Seemingly in no time, Miss Nair had marshaled a crew of 200 people speaking in three different languages and — why not? — four elephants.
“She’s just a very special person,” Miss Witherspoon says, lamenting there aren’t more like her in Hollywood.
James Purefoy — one of several British actors cast in the movie, which was filmed primarily in Bath, England — was impressed by that same organizational brio, in this case her encouragement of actors to join her for early-morning yoga sessions.
No way, Mr. Purefoy said of the 6 a.m. invitations, citing leisure-appreciation: “I’m British.”
It took a certain fearlessness for Miss Nair to take on a classic of English literature, William Thackeray’s “Vanity Fair,” an ensemble saga centered on Rebecca Sharp (played by Miss Witherspoon), the audacious, low-born social climber of Georgian England.

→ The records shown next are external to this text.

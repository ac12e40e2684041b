use std::collections::BTreeMap;

use crate::{
    foundation::core::{Canvas, SceneId, Vec2, secs_to_ms},
    foundation::error::{ReelError, ReelResult},
    scene::color::ColorDef,
};

/// Shortest allowed scene duration in seconds.
pub const MIN_SCENE_DURATION_S: f64 = 0.5;
/// Longest allowed scene duration in seconds.
pub const MAX_SCENE_DURATION_S: f64 = 10.0;
/// Duration given to freshly added scenes.
pub const DEFAULT_SCENE_DURATION_S: f64 = 2.5;
/// Font size of a freshly added scene's text block.
pub const DEFAULT_FONT_SIZE: f64 = 48.0;

#[derive(Clone, Debug, PartialEq, serde::Serialize, serde::Deserialize)]
/// One timed storyboard unit: a caption plus its layout and style overrides.
pub struct Scene {
    /// Stable identifier, unique within a store.
    pub id: SceneId,
    /// Caption text. Words are whitespace-separated tokens.
    pub text: String,
    /// Duration in seconds, always within `[0.5, 10]`.
    pub duration: f64,
    /// Palette selector; the palette itself lives in the renderer.
    #[serde(default)]
    pub theme: Theme,
    /// Entrance animation applied to each word.
    #[serde(default)]
    pub animation: AnimationId,
    /// Horizontal text alignment within the block.
    #[serde(default)]
    pub align: Align,
    /// Whole-block transform.
    #[serde(default)]
    pub group_layout: GroupLayout,
    /// Sparse per-word overrides keyed by word index.
    ///
    /// Indices beyond the current word count are kept when text shrinks.
    #[serde(default)]
    pub word_layouts: BTreeMap<usize, WordOverride>,
    /// Decoration bound to this scene.
    #[serde(default)]
    pub decoration: SceneDecoration,
    /// Background image URL. The themed background shows when absent.
    #[serde(default, skip_serializing_if = "Option::is_none")]
    pub background_image: Option<String>,
}

impl Scene {
    /// Blank scene with default styling, as created by "add scene".
    pub fn blank(id: SceneId) -> Self {
        Self {
            id,
            text: String::new(),
            duration: DEFAULT_SCENE_DURATION_S,
            theme: Theme::default(),
            animation: AnimationId::default(),
            align: Align::default(),
            group_layout: GroupLayout::default(),
            word_layouts: BTreeMap::new(),
            decoration: SceneDecoration::default(),
            background_image: None,
        }
    }

    /// Scene with the given caption and duration (clamped into the allowed range).
    pub fn new(id: SceneId, text: impl Into<String>, duration_s: f64) -> ReelResult<Self> {
        Ok(Self {
            text: text.into(),
            duration: clamp_duration(duration_s)?,
            ..Self::blank(id)
        })
    }

    /// Duration in milliseconds.
    pub fn duration_ms(&self) -> f64 {
        secs_to_ms(self.duration)
    }

    /// Whitespace-separated words of the caption.
    pub fn words(&self) -> impl Iterator<Item = &str> {
        self.text.split_whitespace()
    }

    /// Number of words in the caption.
    pub fn word_count(&self) -> usize {
        self.words().count()
    }

    /// Word override indices that no longer address a word of the current text.
    pub fn orphaned_word_indices(&self) -> Vec<usize> {
        let n = self.word_count();
        self.word_layouts.keys().copied().filter(|&i| i >= n).collect()
    }

    /// Check field invariants for scenes that did not come through the store (e.g. JSON input).
    pub fn validate(&self) -> ReelResult<()> {
        if !self.duration.is_finite()
            || !(MIN_SCENE_DURATION_S..=MAX_SCENE_DURATION_S).contains(&self.duration)
        {
            return Err(ReelError::validation(format!(
                "scene {} duration {} is outside [{MIN_SCENE_DURATION_S}, {MAX_SCENE_DURATION_S}]",
                self.id.0, self.duration
            )));
        }
        self.group_layout.validate()?;
        for (idx, word) in &self.word_layouts {
            word.validate().map_err(|e| {
                ReelError::validation(format!("scene {} word {idx}: {e}", self.id.0))
            })?;
        }
        Ok(())
    }
}

/// Clamp a requested duration into `[0.5, 10]` seconds. Non-finite input is rejected.
pub fn clamp_duration(secs: f64) -> ReelResult<f64> {
    if !secs.is_finite() {
        return Err(ReelError::validation("scene duration must be finite"));
    }
    Ok(secs.clamp(MIN_SCENE_DURATION_S, MAX_SCENE_DURATION_S))
}

/// Sum of scene durations in seconds.
pub fn total_duration_s(scenes: &[Scene]) -> f64 {
    scenes.iter().map(|s| s.duration).sum()
}

/// Sum of scene durations in milliseconds.
pub fn total_duration_ms(scenes: &[Scene]) -> f64 {
    scenes.iter().map(Scene::duration_ms).sum()
}

#[derive(Clone, Copy, Debug, Default, PartialEq, Eq, Hash, serde::Serialize, serde::Deserialize)]
/// Named background/text palette.
pub enum Theme {
    /// Dark slate background, white text, yellow accent.
    #[default]
    Midnight,
    /// Yellow background, black text.
    Lemonade,
    /// Red background, white text.
    Crimson,
    /// Black background, green accent.
    Pitch,
    /// White background, red accent.
    Clean,
    /// Indigo background, pink accent.
    Royal,
    /// Cyan background, purple accent.
    Neon,
}

impl Theme {
    /// Every theme in display order.
    pub const ALL: [Theme; 7] = [
        Theme::Midnight,
        Theme::Lemonade,
        Theme::Crimson,
        Theme::Pitch,
        Theme::Clean,
        Theme::Royal,
        Theme::Neon,
    ];
}

#[derive(Clone, Copy, Debug, Default, PartialEq, Eq, Hash, serde::Serialize, serde::Deserialize)]
/// Per-word entrance animation.
pub enum AnimationId {
    /// Drops in from 3x scale.
    #[default]
    Stomp,
    /// Rises 50px while fading in.
    SlideUp,
    /// Grows from nothing with a slight overshoot.
    PopIn,
    /// Unwinds from -90 degrees at half size.
    RotateIn,
    /// Sharpens from a 20px blur at 1.5x scale.
    BlurIn,
}

impl AnimationId {
    /// Every entrance animation.
    pub const ALL: [AnimationId; 5] = [
        AnimationId::Stomp,
        AnimationId::SlideUp,
        AnimationId::PopIn,
        AnimationId::RotateIn,
        AnimationId::BlurIn,
    ];
}

#[derive(Clone, Copy, Debug, Default, PartialEq, Eq, Hash, serde::Serialize, serde::Deserialize)]
#[serde(rename_all = "snake_case")]
/// Horizontal text alignment.
pub enum Align {
    /// Flush left.
    Left,
    /// Centered.
    #[default]
    Center,
    /// Flush right.
    Right,
}

#[derive(Clone, Debug, PartialEq, serde::Serialize, serde::Deserialize)]
/// Drop shadow parameters.
pub struct Shadow {
    /// Horizontal offset in pixels.
    pub offset_x: f64,
    /// Vertical offset in pixels.
    pub offset_y: f64,
    /// Blur radius in pixels (>= 0).
    pub blur: f64,
    /// Shadow colour.
    pub color: ColorDef,
}

impl Default for Shadow {
    fn default() -> Self {
        Self {
            offset_x: 0.0,
            offset_y: 4.0,
            blur: 12.0,
            color: ColorDef::black(),
        }
    }
}

impl Shadow {
    fn validate(&self) -> ReelResult<()> {
        if !(self.offset_x.is_finite() && self.offset_y.is_finite()) {
            return Err(ReelError::validation("shadow offsets must be finite"));
        }
        if !self.blur.is_finite() || self.blur < 0.0 {
            return Err(ReelError::validation("shadow blur must be finite and >= 0"));
        }
        Ok(())
    }
}

#[derive(Clone, Debug, PartialEq, serde::Serialize, serde::Deserialize)]
#[serde(default)]
/// Transform applied to a scene's whole text block.
pub struct GroupLayout {
    /// Horizontal offset from the canvas center, in screen pixels.
    pub x: f64,
    /// Vertical offset from the canvas center, in screen pixels.
    pub y: f64,
    /// Uniform scale factor.
    pub scale: f64,
    /// Rotation in degrees, clockwise in screen space.
    pub rotation: f64,
    /// Base font size in pixels.
    pub font_size: f64,
    /// Optional block shadow, inherited by words without their own.
    pub shadow: Option<Shadow>,
}

impl Default for GroupLayout {
    fn default() -> Self {
        Self {
            x: 0.0,
            y: 0.0,
            scale: 1.0,
            rotation: 0.0,
            font_size: DEFAULT_FONT_SIZE,
            shadow: None,
        }
    }
}

impl GroupLayout {
    /// Block offset as a vector.
    pub fn position(&self) -> Vec2 {
        Vec2::new(self.x, self.y)
    }

    fn validate(&self) -> ReelResult<()> {
        let finite = [self.x, self.y, self.scale, self.rotation, self.font_size]
            .iter()
            .all(|v| v.is_finite());
        if !finite {
            return Err(ReelError::validation("group layout values must be finite"));
        }
        if self.scale <= 0.0 {
            return Err(ReelError::validation("group scale must be > 0"));
        }
        if self.font_size <= 0.0 {
            return Err(ReelError::validation("group font_size must be > 0"));
        }
        if let Some(shadow) = &self.shadow {
            shadow.validate()?;
        }
        Ok(())
    }
}

#[derive(Clone, Debug, Default, PartialEq, serde::Serialize, serde::Deserialize)]
#[serde(default)]
/// Per-word exception layered on top of the group layout and theme.
///
/// `None` fields inherit. Offsets (`x`, `y`) are in the group's local (unrotated, unscaled) frame.
pub struct WordOverride {
    /// Local horizontal offset.
    #[serde(skip_serializing_if = "Option::is_none")]
    pub x: Option<f64>,
    /// Local vertical offset.
    #[serde(skip_serializing_if = "Option::is_none")]
    pub y: Option<f64>,
    /// Scale relative to the group.
    #[serde(skip_serializing_if = "Option::is_none")]
    pub scale: Option<f64>,
    /// Rotation in degrees relative to the group.
    #[serde(skip_serializing_if = "Option::is_none")]
    pub rotation: Option<f64>,
    /// Explicit colour, replacing the theme's text/accent role.
    #[serde(skip_serializing_if = "Option::is_none")]
    pub color: Option<ColorDef>,
    /// Font family name.
    #[serde(skip_serializing_if = "Option::is_none")]
    pub font: Option<String>,
    /// Curve amount; see [`crate::curve`].
    #[serde(skip_serializing_if = "Option::is_none")]
    pub curve: Option<f64>,
    /// Word shadow, replacing the group shadow.
    #[serde(skip_serializing_if = "Option::is_none")]
    pub shadow: Option<Shadow>,
}

impl WordOverride {
    /// True when every field inherits.
    pub fn is_empty(&self) -> bool {
        *self == Self::default()
    }

    /// Local offset, treating absent components as zero.
    pub fn offset(&self) -> Vec2 {
        Vec2::new(self.x.unwrap_or(0.0), self.y.unwrap_or(0.0))
    }

    fn validate(&self) -> ReelResult<()> {
        let finite = [self.x, self.y, self.scale, self.rotation, self.curve]
            .iter()
            .flatten()
            .all(|v| v.is_finite());
        if !finite {
            return Err(ReelError::validation("word override values must be finite"));
        }
        if matches!(self.scale, Some(s) if s <= 0.0) {
            return Err(ReelError::validation("word scale must be > 0"));
        }
        if let Some(shadow) = &self.shadow {
            shadow.validate()?;
        }
        Ok(())
    }
}

#[derive(Clone, Copy, Debug, Default, PartialEq, Eq, Hash, serde::Serialize, serde::Deserialize)]
/// Overlay animation bound to a single scene.
pub enum SceneDecoration {
    /// No overlay.
    #[default]
    None,
    /// Twinkling sparkles.
    Sparkle,
    /// Falling confetti.
    Confetti,
    /// Floating hearts.
    Hearts,
    /// A light sweep spanning exactly the scene.
    Spotlight,
}

#[derive(Clone, Copy, Debug, Default, PartialEq, Eq, Hash, serde::Serialize, serde::Deserialize)]
/// Overlay animation spanning the whole video.
pub enum GlobalDecoration {
    /// No overlay.
    #[default]
    None,
    /// Drifting star field.
    Starfield,
    /// Film grain.
    Grain,
    /// Slow colour wash.
    Aurora,
}

#[derive(Clone, Copy, Debug, Default, PartialEq, Eq, Hash, serde::Serialize, serde::Deserialize)]
/// Output aspect ratio preset.
pub enum AspectRatio {
    /// 9:16 reel / story.
    #[default]
    Portrait9x16,
    /// 16:9 landscape.
    Landscape16x9,
    /// 1:1 square post.
    Square1x1,
}

impl AspectRatio {
    /// Nominal output canvas for this preset.
    pub fn canvas(self) -> Canvas {
        let (width, height) = match self {
            Self::Portrait9x16 => (1080, 1920),
            Self::Landscape16x9 => (1920, 1080),
            Self::Square1x1 => (1080, 1080),
        };
        Canvas { width, height }
    }
}

#[derive(Clone, Debug, Default, PartialEq, serde::Serialize, serde::Deserialize)]
#[serde(default)]
/// Video-wide settings. Total duration is derived from the scene list and not stored.
pub struct GlobalSettings {
    /// Video-scoped decoration.
    pub decoration: GlobalDecoration,
    /// Output aspect ratio.
    pub aspect_ratio: AspectRatio,
}

impl GlobalSettings {
    /// Derived total duration in seconds.
    pub fn total_duration(&self, scenes: &[Scene]) -> f64 {
        total_duration_s(scenes)
    }
}

#[derive(Clone, Debug, PartialEq, serde::Serialize, serde::Deserialize)]
#[serde(tag = "field", content = "value", rename_all = "snake_case")]
/// A whole-field replacement for one scene.
pub enum SceneUpdate {
    /// Replace the caption.
    Text(String),
    /// Replace the duration (clamped).
    Duration(f64),
    /// Replace the theme.
    Theme(Theme),
    /// Replace the entrance animation.
    Animation(AnimationId),
    /// Replace the alignment.
    Align(Align),
    /// Replace the group layout.
    GroupLayout(GroupLayout),
    /// Replace the whole word override map.
    WordLayouts(BTreeMap<usize, WordOverride>),
    /// Replace the scene decoration.
    Decoration(SceneDecoration),
    /// Replace the background image. Blank URLs clear it.
    BackgroundImage(Option<String>),
}

impl SceneUpdate {
    /// Field name, for diagnostics.
    pub fn field_name(&self) -> &'static str {
        match self {
            Self::Text(_) => "text",
            Self::Duration(_) => "duration",
            Self::Theme(_) => "theme",
            Self::Animation(_) => "animation",
            Self::Align(_) => "align",
            Self::GroupLayout(_) => "group_layout",
            Self::WordLayouts(_) => "word_layouts",
            Self::Decoration(_) => "decoration",
            Self::BackgroundImage(_) => "background_image",
        }
    }

    /// Produce the scene with this field replaced, leaving `scene` untouched.
    pub(crate) fn apply_to(self, scene: &Scene) -> ReelResult<Scene> {
        let mut next = scene.clone();
        match self {
            Self::Text(text) => next.text = text,
            Self::Duration(d) => next.duration = clamp_duration(d)?,
            Self::Theme(t) => next.theme = t,
            Self::Animation(a) => next.animation = a,
            Self::Align(a) => next.align = a,
            Self::GroupLayout(g) => {
                g.validate()?;
                next.group_layout = g;
            }
            Self::WordLayouts(w) => {
                for word in w.values() {
                    word.validate()?;
                }
                next.word_layouts = w;
            }
            Self::Decoration(d) => next.decoration = d,
            Self::BackgroundImage(url) => {
                next.background_image = url.filter(|u| !u.trim().is_empty());
            }
        }
        Ok(next)
    }
}

#[cfg(test)]
#[path = "../../tests/unit/scene/model.rs"]
mod tests;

First of all, Miss Nair is, well, not a Mr., and Hollywood’s big-epics Rolodex is filled with names like Ridley Scott, Wolfgang Petersen and Mel Gibson. “Sadly, there aren’t a whole lot of female directors out there,” Miss Witherspoon says.
Miss Nair, 46, started her career making documentaries such as “Jama Masjid Street Journal” and “So Far from India.” She’d gotten a full ride to Harvard University and set only one deadline for herself: Make a feature by age 30.
“Salaam Bombay!” came out in 1988. She was 29.
Only recently did Miss Nair break through to mainstream American audiences, with the 2002 comedy “Monsoon Wedding.” She’s long kept India’s Bollywood system at arm’s length — though that extravagant, carnivalesque aesthetic does inform her movies.
Miss Nair is a self-styled outsider, which is why she jumped at “Vanity Fair,” a project that Focus Features offered her without realizing she’d snuggled in bed with the novel since she was a teenager.
Thackeray was “the ultimate outsider,” she believes.
“He was born and raised in Calcutta and was shipped to England to be an English gentleman,” Miss Nair says in an interview in midtown Manhattan, not far from the Upper West Side apartment she calls home eight months of the year. (She spends summers in Kampala, Uganda, with her professor husband.)
Miss Nair is short, dark and striking, dressed in traditional Indian clothing with vivid purples and reds. She calls herself a “helpless fan of Thackeray” and feels she can relate to him.
“Thackeray spent his happiest times in India. He always looked at his own society with the same eyes Becky Sharp did.”